**Exercise instructions**
Only lines containing the string "records" belong in the answer; copy all of them from the entries.

....

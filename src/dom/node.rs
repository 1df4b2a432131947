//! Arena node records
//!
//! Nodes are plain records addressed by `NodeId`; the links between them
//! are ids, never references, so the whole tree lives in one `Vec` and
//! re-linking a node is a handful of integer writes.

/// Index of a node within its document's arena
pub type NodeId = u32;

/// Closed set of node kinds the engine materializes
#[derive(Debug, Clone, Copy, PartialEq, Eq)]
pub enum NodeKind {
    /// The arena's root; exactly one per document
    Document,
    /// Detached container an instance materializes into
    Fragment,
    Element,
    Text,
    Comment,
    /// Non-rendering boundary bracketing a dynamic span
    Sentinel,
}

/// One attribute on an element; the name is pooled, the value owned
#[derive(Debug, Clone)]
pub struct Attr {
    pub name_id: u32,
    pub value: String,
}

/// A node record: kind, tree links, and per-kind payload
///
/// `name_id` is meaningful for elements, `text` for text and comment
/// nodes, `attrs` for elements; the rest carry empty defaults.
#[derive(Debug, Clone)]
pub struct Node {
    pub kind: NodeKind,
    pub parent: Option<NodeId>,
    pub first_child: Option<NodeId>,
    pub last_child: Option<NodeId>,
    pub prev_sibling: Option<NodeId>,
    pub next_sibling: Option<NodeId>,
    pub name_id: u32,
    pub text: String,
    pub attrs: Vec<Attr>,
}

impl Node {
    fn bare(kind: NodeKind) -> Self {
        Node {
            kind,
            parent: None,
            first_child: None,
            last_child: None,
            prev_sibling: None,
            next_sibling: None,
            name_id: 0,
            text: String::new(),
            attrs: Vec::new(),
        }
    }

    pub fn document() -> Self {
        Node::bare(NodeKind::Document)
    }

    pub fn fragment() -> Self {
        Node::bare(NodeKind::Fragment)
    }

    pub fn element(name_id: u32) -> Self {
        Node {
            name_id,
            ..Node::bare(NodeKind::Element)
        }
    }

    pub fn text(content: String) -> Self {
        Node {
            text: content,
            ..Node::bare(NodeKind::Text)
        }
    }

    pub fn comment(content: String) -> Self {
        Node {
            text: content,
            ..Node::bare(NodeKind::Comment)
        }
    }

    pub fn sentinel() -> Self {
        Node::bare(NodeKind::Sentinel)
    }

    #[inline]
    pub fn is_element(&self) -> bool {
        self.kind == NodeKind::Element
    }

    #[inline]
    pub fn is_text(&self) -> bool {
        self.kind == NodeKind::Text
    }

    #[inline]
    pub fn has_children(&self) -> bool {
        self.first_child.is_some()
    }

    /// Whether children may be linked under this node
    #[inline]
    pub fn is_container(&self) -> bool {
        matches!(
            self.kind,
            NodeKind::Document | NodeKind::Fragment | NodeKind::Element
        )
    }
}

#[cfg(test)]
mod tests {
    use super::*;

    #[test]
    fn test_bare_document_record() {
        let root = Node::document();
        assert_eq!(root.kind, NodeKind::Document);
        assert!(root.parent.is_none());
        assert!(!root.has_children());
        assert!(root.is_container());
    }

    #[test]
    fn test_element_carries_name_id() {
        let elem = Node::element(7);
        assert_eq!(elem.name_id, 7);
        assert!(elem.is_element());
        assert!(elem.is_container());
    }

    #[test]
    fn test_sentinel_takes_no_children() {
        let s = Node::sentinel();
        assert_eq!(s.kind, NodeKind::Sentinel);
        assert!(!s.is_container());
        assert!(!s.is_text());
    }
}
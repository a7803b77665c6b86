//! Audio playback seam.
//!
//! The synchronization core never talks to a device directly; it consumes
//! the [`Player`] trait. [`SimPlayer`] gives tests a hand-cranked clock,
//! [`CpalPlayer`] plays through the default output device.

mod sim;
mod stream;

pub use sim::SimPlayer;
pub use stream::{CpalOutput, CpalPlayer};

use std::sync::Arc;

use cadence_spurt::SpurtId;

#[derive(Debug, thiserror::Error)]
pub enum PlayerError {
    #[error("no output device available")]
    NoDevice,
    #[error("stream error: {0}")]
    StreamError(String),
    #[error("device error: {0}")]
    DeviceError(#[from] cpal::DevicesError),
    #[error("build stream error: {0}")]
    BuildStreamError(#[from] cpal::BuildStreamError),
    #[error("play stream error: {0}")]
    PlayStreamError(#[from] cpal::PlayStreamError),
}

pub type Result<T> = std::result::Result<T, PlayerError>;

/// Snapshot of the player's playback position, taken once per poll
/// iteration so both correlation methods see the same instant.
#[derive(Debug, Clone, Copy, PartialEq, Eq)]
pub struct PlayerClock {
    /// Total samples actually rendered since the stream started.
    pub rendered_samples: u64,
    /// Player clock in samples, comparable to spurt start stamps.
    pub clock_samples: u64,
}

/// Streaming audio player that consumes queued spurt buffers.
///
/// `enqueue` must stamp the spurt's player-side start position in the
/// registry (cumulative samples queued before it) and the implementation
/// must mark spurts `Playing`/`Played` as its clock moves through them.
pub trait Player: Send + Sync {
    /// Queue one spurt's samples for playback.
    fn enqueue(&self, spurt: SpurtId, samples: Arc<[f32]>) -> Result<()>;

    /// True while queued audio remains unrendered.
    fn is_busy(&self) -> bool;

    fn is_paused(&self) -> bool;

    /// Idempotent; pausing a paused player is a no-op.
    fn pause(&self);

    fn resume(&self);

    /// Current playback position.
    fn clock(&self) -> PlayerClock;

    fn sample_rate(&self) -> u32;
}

....

**Exercise result**
//! Arena node records
//! Nodes are plain records addressed by `NodeId`; the links between them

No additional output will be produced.